Saved data entries:
__________
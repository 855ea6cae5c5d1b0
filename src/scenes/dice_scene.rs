//! The dice table: five dice, the score line, a "Hold" label and the win
//! banner, placed with an explicit transform stack.

use glam::{Mat4, Vec3};

use super::glyphs::GlyphSet;
use super::mesh::{Material, MeshBuilder, MeshId, MeshLibrary};
use crate::game::GameState;
use crate::math::color::RED;
use crate::math::TransformStack;
use crate::picking::PickId;
use crate::traits::{DrawTarget, SceneComposer};

const fn pick_id(raw: u32) -> PickId {
    match PickId::new(raw) {
        Some(id) => id,
        None => panic!("pick id out of range"),
    }
}

/// Pick ids of the dice, left to right in draw order (die 1 first)
pub const DIE_IDS: [PickId; 5] = [pick_id(1), pick_id(2), pick_id(3), pick_id(4), pick_id(5)];
pub const HOLD_ID: PickId = pick_id(6);

/// x offset of each die, matching `DIE_IDS`
pub const DIE_OFFSETS: [f32; 5] = [0.0, 1.5, -1.5, -3.0, 3.0];
pub const DIE_ROW_Y: f32 = 1.0;

/// Uniform scale applied on top of the camera before anything is placed
pub const WORLD_SCALE: f32 = 0.2;
pub const TEXT_Z: f32 = -2.0;

pub const CUBE_MATERIAL: Material = Material::new(RED, 30.0);

/// Static text: (character, x, y)
const SCORE_LABEL: [(char, f32, f32); 5] = [
    ('Y', -8.0, 12.0),
    ('_', -8.0, 11.0),
    ('o', -7.0, 12.0),
    ('u', -5.5, 12.0),
    (':', -4.5, 12.0),
];
/// Opponent scoreboard. There is no opponent, so it always reads 0.
const OPPONENT_LABEL: [(char, f32, f32); 5] = [
    ('A', 1.5, 12.0),
    ('_', 1.5, 11.0),
    ('I', 3.0, 12.0),
    (':', 4.0, 12.0),
    ('0', 8.0, 12.0),
];
const HOLD_LABEL: [(char, f32, f32); 4] = [
    ('H', -8.0, 8.0),
    ('o', -6.0, 8.0),
    ('l', -5.0, 8.0),
    ('d', -4.0, 8.0),
];
const WIN_BANNER: [(char, f32, f32); 7] = [
    ('Y', -8.0, 0.0),
    ('o', -7.0, 0.0),
    ('u', -5.5, 0.0),
    ('W', -3.0, 0.0),
    ('i', -2.0, 0.0),
    ('n', -1.0, 0.0),
    ('!', 0.0, 0.0),
];

/// x of the ones and tens digits
const SCORE_ONES_X: f32 = -1.5;
const SCORE_TENS_X: f32 = -2.8;
const SCORE_Y: f32 = 12.0;

/// Glyphs of `score` with their x positions, ones digit first, no leading
/// zeros. Places past the tens keep the ones-to-tens spacing, which keeps
/// the hundreds digit clear of the `:` in the label.
pub fn score_glyphs(score: u32) -> Vec<(char, f32)> {
    let step = SCORE_TENS_X - SCORE_ONES_X;
    let mut glyphs = Vec::new();
    let mut rest = score;
    let mut x = SCORE_ONES_X;
    loop {
        if let Some(c) = char::from_digit(rest % 10, 10) {
            glyphs.push((c, x));
        }
        rest /= 10;
        x += step;
        if rest == 0 {
            break;
        }
    }
    glyphs
}

/// Meshes of the scene, built once
pub struct DiceScene {
    cube: MeshId,
    glyphs: GlyphSet,
}

impl DiceScene {
    /// Build every mesh the scene needs into a fresh library
    pub fn build() -> (Self, MeshLibrary) {
        let mut library = MeshLibrary::new();
        let mut cube = MeshBuilder::new();
        cube.cuboid(Vec3::splat(-0.5), Vec3::splat(0.5));
        let cube = library.add(cube.build(CUBE_MATERIAL));
        let glyphs = GlyphSet::build(&mut library);
        (Self { cube, glyphs }, library)
    }

    pub fn cube(&self) -> MeshId {
        self.cube
    }

    pub fn glyphs(&self) -> &GlyphSet {
        &self.glyphs
    }

    /// Model-view every draw starts from
    pub fn base_transform(camera: Mat4) -> Mat4 {
        camera * Mat4::from_scale(Vec3::splat(WORLD_SCALE))
    }

    /// Spin rotation shared by the dice, angles in degrees
    pub fn spin(theta: Vec3) -> Mat4 {
        Mat4::from_rotation_x(theta.x.to_radians())
            * Mat4::from_rotation_y(theta.y.to_radians())
            * Mat4::from_rotation_z(theta.z.to_radians())
    }
}

/// Current model-view plus the stack that saves it around each object
struct Placer<'t> {
    target: &'t mut dyn DrawTarget,
    stack: TransformStack,
    model_view: Mat4,
}

impl Placer<'_> {
    fn push(&mut self) {
        self.stack.push(self.model_view);
    }

    fn pop(&mut self) {
        self.model_view = self.stack.pop();
    }

    fn apply(&mut self, transform: Mat4) {
        self.model_view *= transform;
    }

    fn draw(&mut self, mesh: MeshId, id: Option<PickId>) {
        self.target.assign_id(id);
        self.target.draw(self.model_view, mesh);
        self.target.assign_id(None);
    }

    fn glyph(&mut self, glyphs: &GlyphSet, c: char, x: f32, y: f32, id: Option<PickId>) {
        let Some(mesh) = glyphs.get(c) else {
            return;
        };
        self.push();
        self.apply(Mat4::from_translation(Vec3::new(x, y, TEXT_Z)));
        self.draw(mesh, id);
        self.pop();
    }
}

impl SceneComposer<GameState> for DiceScene {
    fn compose(&self, state: &GameState, target: &mut dyn DrawTarget) {
        let mut placer = Placer {
            target,
            stack: TransformStack::new(),
            model_view: Self::base_transform(state.camera()),
        };
        let spin = Self::spin(state.theta());

        for (i, (&x, &id)) in DIE_OFFSETS.iter().zip(&DIE_IDS).enumerate() {
            placer.push();
            if i == 0 {
                placer.apply(Mat4::from_translation(Vec3::new(
                    0.0,
                    state.bounce_height() as f32,
                    0.0,
                )));
            }
            placer.apply(Mat4::from_translation(Vec3::new(x, DIE_ROW_Y, 0.0)));
            placer.apply(spin);
            placer.draw(self.cube, Some(id));
            placer.pop();
        }

        for (c, x, y) in SCORE_LABEL {
            placer.glyph(&self.glyphs, c, x, y, None);
        }

        for (c, x) in score_glyphs(state.score()) {
            placer.glyph(&self.glyphs, c, x, SCORE_Y, None);
        }

        for (c, x, y) in OPPONENT_LABEL {
            placer.glyph(&self.glyphs, c, x, y, None);
        }

        for (c, x, y) in HOLD_LABEL {
            placer.glyph(&self.glyphs, c, x, y, Some(HOLD_ID));
        }

        if state.has_won() {
            for (c, x, y) in WIN_BANNER {
                placer.glyph(&self.glyphs, c, x, y, None);
            }
        }

        placer.stack.assert_depth(0);
    }
}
__________
Exercise >> Whenever a line in the entries holds the word "camera", copy that line.

Task response >>
/// Uniform scale applied on top of the camera before anything is placed
    pub fn base_transform(camera: Mat4) -> Mat4 {
        camera * Mat4::from_scale(Vec3::splat(WORLD_SCALE))
            model_view: Self::base_transform(state.camera()),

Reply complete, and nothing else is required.